To better discover the symptoms of my surface, I came together in a state of presencing with someone close to me, my wife. We debated some of my ideas, as she found hypocrisies in my self-prescribed values and interpretations of my actions. As we distributed our attentiveness to my various senses of self, that led to our theory of my dual personalities. At first, the concept seemed awkward. But as I study creative thinkers, I’m seeing a trend where creative people are frequently both divergent and convergent. They’re independent and open-minded, risk takers who, eventually, become focused and deliberate. Some research suggests creative people may border on neuroses, schizophrenia or sociopathy. Might it be appropriate to call highly creative people bipolar passion junkies?
I divided my self into two personalities: divergent and convergent. I’m a creative individual who’s exposed to conflicting personality traits. I enjoy exploring unknowns, experimenting with novel ideas, mingling with strangers, staying light-hearted. But when I assign myself a purpose, my thrill in seeking a new passion is replaced by a personal and self-absorbed adventure. When I chose to study oil painting after a 20-year hiatus, I collected knowledge from books, short videos and long documentaries. I sought out people interested in oil, arcrylic and watercolor painting.
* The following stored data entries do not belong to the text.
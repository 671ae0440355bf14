//! Fallback chain executor.
//!
//! Tries providers in priority order and stops at the first success:
//! 1. Each provider that accepts the request is attempted exactly once
//! 2. Failures are logged and the next provider is tried
//! 3. If all fail, the terminal heuristic scores the request, unless the
//!    chain forbids fallback, in which case the caller gets
//!    `ServiceUnavailable`
//!
//! No retries, no voting across providers.

use std::sync::Arc;
use std::time::Instant;

use tracing::{debug, warn};

use super::heuristic::Heuristic;
use super::provider::ClassificationProvider;
use super::risk::{ArtifactKind, ClassificationRequest, ClassificationResult};
use crate::error::{ClassifyError, ProviderErrorKind};

/// Ordered providers plus one terminal heuristic for an artifact kind.
///
/// Built once at startup and shared immutably afterwards.
pub struct FallbackChain {
    kind: ArtifactKind,
    providers: Vec<Arc<dyn ClassificationProvider>>,
    heuristic: Box<dyn Heuristic>,
    fallback_on_failure: bool,
}

impl FallbackChain {
    /// Creates a chain with no providers that falls back to `heuristic`.
    pub fn new(kind: ArtifactKind, heuristic: impl Heuristic + 'static) -> Self {
        Self {
            kind,
            providers: Vec::new(),
            heuristic: Box::new(heuristic),
            fallback_on_failure: true,
        }
    }

    /// Appends a provider at the lowest priority so far.
    pub fn with_provider(mut self, provider: Arc<dyn ClassificationProvider>) -> Self {
        self.providers.push(provider);
        self
    }

    /// Sets whether exhausting every provider degrades to the heuristic.
    pub fn fallback_on_failure(mut self, enabled: bool) -> Self {
        self.fallback_on_failure = enabled;
        self
    }

    /// Returns the artifact kind this chain serves.
    pub fn kind(&self) -> ArtifactKind {
        self.kind
    }

    /// Returns true if the heuristic may stand in for failed providers.
    pub fn allows_fallback(&self) -> bool {
        self.fallback_on_failure
    }

    /// Returns provider names in priority order.
    pub fn provider_names(&self) -> Vec<&'static str> {
        self.providers.iter().map(|p| p.name()).collect()
    }

    /// Returns the name of the terminal heuristic.
    pub fn heuristic_name(&self) -> &'static str {
        self.heuristic.name()
    }

    /// Runs the chain and returns the first successful result.
    pub async fn execute(
        &self,
        request: &ClassificationRequest,
    ) -> Result<ClassificationResult, ClassifyError> {
        self.execute_with_trace(request).await.0
    }

    /// Runs the chain and also reports every attempt that was made.
    pub async fn execute_with_trace(
        &self,
        request: &ClassificationRequest,
    ) -> (Result<ClassificationResult, ClassifyError>, ChainTrace) {
        let start = Instant::now();
        let mut trace = ChainTrace::default();
        let mut failures = Vec::new();

        for provider in &self.providers {
            if !provider.accepts(request) {
                debug!(provider = provider.name(), kind = %self.kind, "Provider skipped request");
                trace.attempts.push(ProviderAttempt {
                    provider: provider.name(),
                    outcome: AttemptOutcome::Skipped,
                    duration_us: 0,
                });
                continue;
            }

            debug!(provider = provider.name(), kind = %self.kind, "Trying provider");
            let attempt_start = Instant::now();
            let outcome = provider.classify(request).await;
            let duration_us = attempt_start.elapsed().as_micros() as u64;

            match outcome {
                Ok(result) => {
                    trace.attempts.push(ProviderAttempt {
                        provider: provider.name(),
                        outcome: AttemptOutcome::Succeeded,
                        duration_us,
                    });
                    trace.duration_us = start.elapsed().as_micros() as u64;
                    return (Ok(result), trace);
                }
                Err(e) => {
                    warn!(
                        provider = provider.name(),
                        kind = %self.kind,
                        error_kind = %e.kind,
                        "Provider failed: {}",
                        e.message
                    );
                    trace.attempts.push(ProviderAttempt {
                        provider: provider.name(),
                        outcome: AttemptOutcome::Failed(e.kind),
                        duration_us,
                    });
                    failures.push(format!("{}: {}", e.provider, e.kind));
                }
            }
        }

        trace.duration_us = start.elapsed().as_micros() as u64;

        if !self.fallback_on_failure {
            let reason = if failures.is_empty() {
                "no provider available".to_string()
            } else {
                failures.join(", ")
            };
            warn!(kind = %self.kind, "All providers failed and fallback is disabled");
            return (
                Err(ClassifyError::ServiceUnavailable {
                    kind: self.kind,
                    reason,
                }),
                trace,
            );
        }

        debug!(
            kind = %self.kind,
            heuristic = self.heuristic.name(),
            "All providers failed, using heuristic"
        );
        let result = self.heuristic.score(request);
        trace.used_heuristic = true;
        trace.duration_us = start.elapsed().as_micros() as u64;
        (Ok(result), trace)
    }
}

/// What happened to one provider during a chain run.
#[derive(Debug, Clone, Copy, PartialEq, Eq)]
pub enum AttemptOutcome {
    Succeeded,
    Failed(ProviderErrorKind),
    /// The provider does not accept this request.
    Skipped,
}

/// A single provider step of a chain run.
#[derive(Debug, Clone, PartialEq, Eq)]
pub struct ProviderAttempt {
    pub provider: &'static str,
    pub outcome: AttemptOutcome,
    /// Time spent in the provider call (microseconds).
    pub duration_us: u64,
}

/// Record of a chain run.
#[derive(Debug, Clone, Default)]
pub struct ChainTrace {
    /// Attempts in the order they were made.
    pub attempts: Vec<ProviderAttempt>,
    /// Whether the heuristic produced the result.
    pub used_heuristic: bool,
    /// Total chain duration (microseconds).
    pub duration_us: u64,
}

impl ChainTrace {
    /// Returns the providers that were actually called.
    pub fn attempted(&self) -> Vec<&'static str> {
        self.attempts
            .iter()
            .filter(|a| a.outcome != AttemptOutcome::Skipped)
            .map(|a| a.provider)
            .collect()
    }

    /// Returns the number of failed attempts.
    pub fn failures(&self) -> usize {
        self.attempts
            .iter()
            .filter(|a| matches!(a.outcome, AttemptOutcome::Failed(_)))
            .count()
    }
}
I dug for a deeper understanding of the mediums, cultivating ideas. But once my brush touched the canvas, I wanted to be left alone. I suppose the same transition occurs whenever I’m tied to a project that’ll reflect my commitment and competence — my creativity.
During our call, my dialogue coach helped me understand the need for balance between my divergent and convergent selfs, ensuring neither tramples on the other. While creative acts compel intense concentration, they shouldn’t halt my creative process, which requires the consistent combining of ideas and their relationships. What’s more, I must always question whether my passions are grounded by reason. By using active intermissions, either through external collaboration or internal inquiry, I must keep my divergence self relevant, so my convergent self remains meaningful and productive.
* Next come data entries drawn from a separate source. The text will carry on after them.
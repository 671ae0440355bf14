//! External classification providers.
//!
//! One adapter per provider per artifact kind. Adapters share a single
//! `reqwest::Client` (and its connection pool) and apply their own per-call
//! timeout.

mod binary_scan;
mod file_content;
pub(crate) mod llm;
mod safe_browsing;
mod text;
mod virus_scan;

pub use binary_scan::BinaryScanProvider;
pub use file_content::{FileContentProvider, FileVerdictParser, MAX_FILE_CHARS};
pub use llm::ChatClient;
pub use safe_browsing::SafeBrowsingProvider;
pub use text::{LlmTextProvider, TextVerdictParser};
pub use virus_scan::VirusScanProvider;

use reqwest::{RequestBuilder, StatusCode};
use serde::de::DeserializeOwned;

use crate::config::ConfigError;
use crate::error::ProviderError;

/// Builds the HTTP client shared by every provider.
pub fn http_client() -> Result<reqwest::Client, ConfigError> {
    let client = reqwest::Client::builder()
        .user_agent(format!("Warden/{}", env!("CARGO_PKG_VERSION")))
        .build()?;
    Ok(client)
}

/// Sends a request and decodes a JSON body, mapping every failure onto the
/// provider error taxonomy.
pub(crate) async fn send_for_json<T: DeserializeOwned>(
    provider: &str,
    request: RequestBuilder,
) -> Result<T, ProviderError> {
    let response = request
        .send()
        .await
        .map_err(|e| ProviderError::from_reqwest(provider, &e))?;

    let status = response.status();
    if status == StatusCode::UNAUTHORIZED || status == StatusCode::FORBIDDEN {
        return Err(ProviderError::auth_failed(
            provider,
            format!("rejected with status {status}"),
        ));
    }
    if !status.is_success() {
        return Err(ProviderError::network(
            provider,
            format!("unexpected status {status}"),
        ));
    }

    let body = response
        .text()
        .await
        .map_err(|e| ProviderError::from_reqwest(provider, &e))?;

    serde_json::from_str(&body)
        .map_err(|e| ProviderError::unparseable(provider, format!("invalid response body: {e}")))
}
//! Application state for the API server.

use std::sync::Arc;

use warden_core::{Classifier, ConfigError, WardenConfig};

use crate::history::History;

/// Shared application state.
#[derive(Clone)]
pub struct AppState {
    /// Classification pipeline, immutable after startup.
    pub classifier: Arc<Classifier>,
    /// Recent results for `/history` and `/analytics`.
    pub history: Arc<History>,
}

impl AppState {
    /// Creates application state around an existing classifier.
    pub fn new(classifier: Classifier, history_capacity: usize) -> Self {
        Self {
            classifier: Arc::new(classifier),
            history: Arc::new(History::new(history_capacity)),
        }
    }

    /// Creates application state with the default provider chains.
    pub fn from_config(
        config: &WardenConfig,
        history_capacity: usize,
    ) -> Result<Self, ConfigError> {
        Ok(Self::new(Classifier::from_config(config)?, history_capacity))
    }
}
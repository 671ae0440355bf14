//! Warden - risk classification service for text, URLs, and files.
//!
//! Loads provider credentials from the environment (and `.env`), builds the
//! classification chains, and serves the HTTP API.

use std::path::PathBuf;

use anyhow::Context;
use clap::Parser;
use directories::ProjectDirs;
use tracing_appender::rolling::{RollingFileAppender, Rotation};
use tracing_subscriber::{fmt, layer::SubscriberExt, util::SubscriberInitExt, EnvFilter};

use warden_core::WardenConfig;
use warden_server::{Server, ServerConfig, DEFAULT_HISTORY_CAPACITY, DEFAULT_HOST, DEFAULT_PORT};

#[derive(Parser, Debug)]
#[command(name = "warden", version, about)]
struct Args {
    /// Address to bind the API server to
    #[arg(long, env = "WARDEN_HOST", default_value = DEFAULT_HOST)]
    host: String,

    /// Port to bind the API server to
    #[arg(long, env = "WARDEN_PORT", default_value_t = DEFAULT_PORT)]
    port: u16,

    /// Number of results kept for /history and /analytics
    #[arg(long, env = "WARDEN_HISTORY_CAPACITY", default_value_t = DEFAULT_HISTORY_CAPACITY)]
    history_capacity: usize,

    /// Degrade text classification to the heuristic when the LLM fails
    #[arg(long)]
    text_fallback: bool,

    /// Enable debug logging
    #[arg(long)]
    debug: bool,

    /// Set log level (error, warn, info, debug, trace)
    #[arg(long, env = "WARDEN_LOG_LEVEL", default_value = "info")]
    log_level: String,

    /// Disable the rotating log file
    #[arg(long)]
    no_log_file: bool,
}

/// Returns the logs directory path.
fn logs_dir() -> Option<PathBuf> {
    ProjectDirs::from("", "warden", "Warden").map(|dirs| dirs.data_dir().join("logs"))
}

/// Initialize console logging plus an optional daily log file.
fn init_logging(args: &Args) -> Option<tracing_appender::non_blocking::WorkerGuard> {
    let log_level = if args.debug { "debug" } else { &args.log_level };

    let env_filter = EnvFilter::try_from_default_env().unwrap_or_else(|_| {
        EnvFilter::new(format!(
            "warden_app={0},warden_core={0},warden_server={0},tower_http={0},warn",
            log_level
        ))
    });

    if !args.no_log_file {
        if let Some(log_dir) = logs_dir() {
            if std::fs::create_dir_all(&log_dir).is_ok() {
                let file_appender = RollingFileAppender::builder()
                    .rotation(Rotation::DAILY)
                    .max_log_files(5)
                    .filename_prefix("warden")
                    .filename_suffix("log")
                    .build(&log_dir)
                    .ok();

                if let Some(appender) = file_appender {
                    let (non_blocking, guard) = tracing_appender::non_blocking(appender);

                    tracing_subscriber::registry()
                        .with(env_filter)
                        .with(fmt::layer().with_writer(std::io::stdout))
                        .with(fmt::layer().with_writer(non_blocking).with_ansi(false))
                        .init();

                    tracing::info!("Logging to {:?}", log_dir);
                    return Some(guard);
                }
            }
        }
    }

    tracing_subscriber::fmt().with_env_filter(env_filter).init();

    if !args.no_log_file {
        tracing::warn!("File logging unavailable, using console only");
    }
    None
}

/// Names the providers that have a credential, for the startup log.
fn configured_providers(config: &WardenConfig) -> Vec<&'static str> {
    [
        ("llm-text", config.text_llm.api_key().is_some()),
        ("virus-scan-url", config.virus_scan.api_key().is_some()),
        ("safe-browsing", config.safe_browsing.api_key().is_some()),
        ("llm-file", config.file_llm.api_key().is_some()),
        (
            "binary-scan",
            config.binary_scan.api_key().is_some() && config.binary_scan.api_secret().is_some(),
        ),
    ]
    .into_iter()
    .filter_map(|(name, ready)| ready.then_some(name))
    .collect()
}

#[tokio::main]
async fn main() -> anyhow::Result<()> {
    // A missing .env is fine; the process environment still applies.
    let dotenv = dotenvy::dotenv();

    let args = Args::parse();
    let _log_guard = init_logging(&args);

    tracing::info!("Starting Warden v{}", env!("CARGO_PKG_VERSION"));
    if let Ok(path) = dotenv {
        tracing::info!("Loaded environment from {:?}", path);
    }

    let mut config = WardenConfig::from_env().context("invalid provider configuration")?;
    if args.text_fallback {
        config.text_fallback_on_failure = true;
    }

    let ready = configured_providers(&config);
    if ready.is_empty() {
        tracing::warn!("No provider credentials configured, only heuristics are available");
    } else {
        tracing::info!("Configured providers: {}", ready.join(", "));
    }
    tracing::debug!("Provider configuration: {:?}", config);

    let server_config = ServerConfig::default()
        .with_host(args.host.clone())
        .with_port(args.port)
        .with_history_capacity(args.history_capacity);

    let server = Server::new(server_config, &config).context("failed to create API server")?;
    tracing::info!("API server listening on http://{}", server.addr());

    server.run().await.context("API server error")?;
    Ok(())
}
While explaining the creative process, composer Peter Ilich Tchaikovsky said:
“If that condition of mind and soul, which we call inspiration lasted long without intermission, no artist could survive it. The strings would break and the instrument be shattered into fragments. It is already a great thing if the main ideas and general outline of a work come without any raking of brains, as the result of that supernatural and inexplicable force we call inspiration.”
So, “Who am I?” How do we add clarity to obscurity? If we knew the truth of our existence, how would it affect our ability to experience? While discussing my conclusions with my dialogue coach, she explained Buddhist Koans, questions used in Zen-practice to provoke doubt. By mediating on questions with infinite possibilities, we can all better discover “who are we?”